In the fall of 1983, I enrolled in the Masters Programme in Epidemiology at the London School of Hygiene and Tropical Medicine. The curriculum took us to Wales to meet with Archie Cochrane and hear his views on RCTs. Also during that year I met Iain Chalmers and his colleagues in Oxford and learned of their interests in RCTs and developing methods for reviewing them more systematically. Iain stressed the distinction between the steps needed to reduce biases in reviews (he had a particular interest in reporting biases) and meta-analysis for quantitative synthesis of results. Although I had always separated these two elements in my lectures on reviews and meta-analysis, I had not come up with a term to denote the first of the two elements. One of my classmates at the London School of Hygiene, Cindy Mulrow, covered it in the title of her pivotal paper – ‘The medical review article: state of the science’.12,13 Cindy and I, along with her colleague, Jacqueline Pugh, later wrote a paper together offering guidelines on writing abstracts for meta-analyses. 14
On my return to the United States, I resumed my work in epidemiology but continued to work in technology assessment and to conduct meta-analyses in my proverbial ‘free time’. The article published in JAMA in 1988 – Meta-analysis: a quantitative approach to research integration 15 arose from a conversation with Bruce Dan, a graduate of the EIS Programme who was a senior editor at JAMA during 1984–1992. While he was also the medical editor for ABC News in Chicago, Illinois, we had been bringing him to Atlanta to train the EIS officers in a half-day course on dealing with the media. In the course of a conversation with him about meta-analysis, he suggested that JAMA might be interested in an article introducing practising clinicians to the topic. A few months later, after successfully negotiating the peer-review process, the article was published. 15
As an epidemiologist, I can use my ‘science of review’ tools in a wide variety of different kinds of health research.

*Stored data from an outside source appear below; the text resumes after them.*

//! Commands sent to a running session by the management surface.

use serde::{Deserialize, Serialize};

#[derive(Debug, Clone, PartialEq, Serialize, Deserialize)]
#[serde(tag = "action", rename_all = "camelCase")]
pub enum Command {
    /// The word was deleted everywhere; unwrap it on this page.
    DeleteWord { word: String },
    /// New theme color.
    UpdateColor { color: String },
    UpdatePalette { palette: Vec<String> },
    ToggleExtension { disabled: bool },
    ToggleDefinitions { visible: bool },
    /// The stored vocabulary changed elsewhere.
    RefreshVocabulary,
}

impl Command {
    pub fn from_json(s: &str) -> serde_json::Result<Self> {
        serde_json::from_str(s)
    }
}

Although I have been an author of more than a dozen published meta-analyses, as well as invited articles and book chapters on the topic, two activities seem likely to have a more lasting impact than any of these papers. The first has been through teaching the method to EIS officers and other fellows; the second has been through helping to launch The Guide for Community Preventive Services, which has now published approximately 200 systematic reviews of population-based interventions. 16
Systematic review and meta-analysis are basically simple approaches to applying scientific principles to the synthesis of research evidence. Using the best available evidence to inform treatment choices should be the norm, and these tools make this more feasible than ever before. The failure to conduct such reviews before funding new research or population-based intervention programmes is unwise and inefficient at best, and negligent in the eyes of many. The systematic review should be done rigorously, thoroughly, and without bias; and the quantitative synthesis should have that same rigour. Investigators as well as users now have guidelines available to make this possible,17,18 and these will continue to evolve as we use and improve these methods (www.equator-network.org).